● What needs to be done: The word "open" may appear in lines of the data below. Say how many lines hold it, giving only the number.

[Dataset excerpts]
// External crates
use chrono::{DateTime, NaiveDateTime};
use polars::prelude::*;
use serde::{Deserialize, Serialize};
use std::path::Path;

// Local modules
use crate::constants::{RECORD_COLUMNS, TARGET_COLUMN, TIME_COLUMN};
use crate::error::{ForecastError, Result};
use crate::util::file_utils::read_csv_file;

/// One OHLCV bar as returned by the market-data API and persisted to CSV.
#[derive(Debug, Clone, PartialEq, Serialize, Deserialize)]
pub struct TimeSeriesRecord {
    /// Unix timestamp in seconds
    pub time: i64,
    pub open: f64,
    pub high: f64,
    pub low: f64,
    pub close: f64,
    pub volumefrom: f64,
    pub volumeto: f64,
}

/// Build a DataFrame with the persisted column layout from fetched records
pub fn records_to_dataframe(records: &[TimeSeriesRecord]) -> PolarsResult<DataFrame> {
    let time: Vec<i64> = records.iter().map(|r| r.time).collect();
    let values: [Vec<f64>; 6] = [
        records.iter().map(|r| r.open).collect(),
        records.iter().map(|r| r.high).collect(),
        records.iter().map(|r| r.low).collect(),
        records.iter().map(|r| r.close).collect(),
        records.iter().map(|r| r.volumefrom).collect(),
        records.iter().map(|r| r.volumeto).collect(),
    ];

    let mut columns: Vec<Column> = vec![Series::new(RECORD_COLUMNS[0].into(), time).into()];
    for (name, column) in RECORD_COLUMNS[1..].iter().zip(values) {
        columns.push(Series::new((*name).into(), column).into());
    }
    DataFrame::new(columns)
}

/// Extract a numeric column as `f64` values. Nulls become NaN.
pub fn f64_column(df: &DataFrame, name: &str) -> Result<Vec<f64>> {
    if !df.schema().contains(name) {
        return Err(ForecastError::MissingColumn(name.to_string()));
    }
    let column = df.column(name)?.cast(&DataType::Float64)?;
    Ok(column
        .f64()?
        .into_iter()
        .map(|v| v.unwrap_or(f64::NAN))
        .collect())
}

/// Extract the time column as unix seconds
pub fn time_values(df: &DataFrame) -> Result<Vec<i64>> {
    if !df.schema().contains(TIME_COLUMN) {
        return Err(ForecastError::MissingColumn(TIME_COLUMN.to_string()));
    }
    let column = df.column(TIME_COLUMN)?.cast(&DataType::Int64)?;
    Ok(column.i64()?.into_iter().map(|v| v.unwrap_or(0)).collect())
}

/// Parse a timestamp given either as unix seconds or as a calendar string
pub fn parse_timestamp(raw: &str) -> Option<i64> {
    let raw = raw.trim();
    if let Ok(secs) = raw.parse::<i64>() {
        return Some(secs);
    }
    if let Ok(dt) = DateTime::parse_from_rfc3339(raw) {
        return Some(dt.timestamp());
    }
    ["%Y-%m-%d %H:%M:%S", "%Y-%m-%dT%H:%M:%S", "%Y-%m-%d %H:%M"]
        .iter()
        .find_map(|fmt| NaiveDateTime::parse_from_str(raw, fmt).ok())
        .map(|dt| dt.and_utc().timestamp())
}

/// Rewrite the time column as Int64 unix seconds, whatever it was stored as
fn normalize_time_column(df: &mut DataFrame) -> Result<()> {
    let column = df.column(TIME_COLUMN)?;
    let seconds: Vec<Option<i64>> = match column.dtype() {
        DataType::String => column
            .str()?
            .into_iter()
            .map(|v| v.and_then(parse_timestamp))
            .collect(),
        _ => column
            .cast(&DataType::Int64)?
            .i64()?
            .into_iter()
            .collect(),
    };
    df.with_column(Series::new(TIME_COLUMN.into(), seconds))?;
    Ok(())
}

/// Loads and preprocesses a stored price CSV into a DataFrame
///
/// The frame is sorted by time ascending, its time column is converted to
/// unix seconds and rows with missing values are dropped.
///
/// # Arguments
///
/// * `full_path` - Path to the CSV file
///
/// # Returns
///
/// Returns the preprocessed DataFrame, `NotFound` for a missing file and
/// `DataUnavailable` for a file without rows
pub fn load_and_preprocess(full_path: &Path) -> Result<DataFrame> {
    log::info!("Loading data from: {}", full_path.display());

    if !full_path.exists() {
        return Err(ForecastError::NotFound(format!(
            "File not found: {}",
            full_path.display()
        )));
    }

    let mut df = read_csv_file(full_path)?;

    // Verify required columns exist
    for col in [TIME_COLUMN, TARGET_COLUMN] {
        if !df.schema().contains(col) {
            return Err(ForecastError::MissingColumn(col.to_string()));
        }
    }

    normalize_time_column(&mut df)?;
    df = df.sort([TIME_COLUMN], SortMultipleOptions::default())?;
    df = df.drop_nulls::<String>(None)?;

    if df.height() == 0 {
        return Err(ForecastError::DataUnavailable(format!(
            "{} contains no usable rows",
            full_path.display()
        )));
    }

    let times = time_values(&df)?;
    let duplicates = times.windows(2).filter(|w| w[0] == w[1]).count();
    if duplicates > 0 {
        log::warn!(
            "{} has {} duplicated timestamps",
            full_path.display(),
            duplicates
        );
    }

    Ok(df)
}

● Task output: 2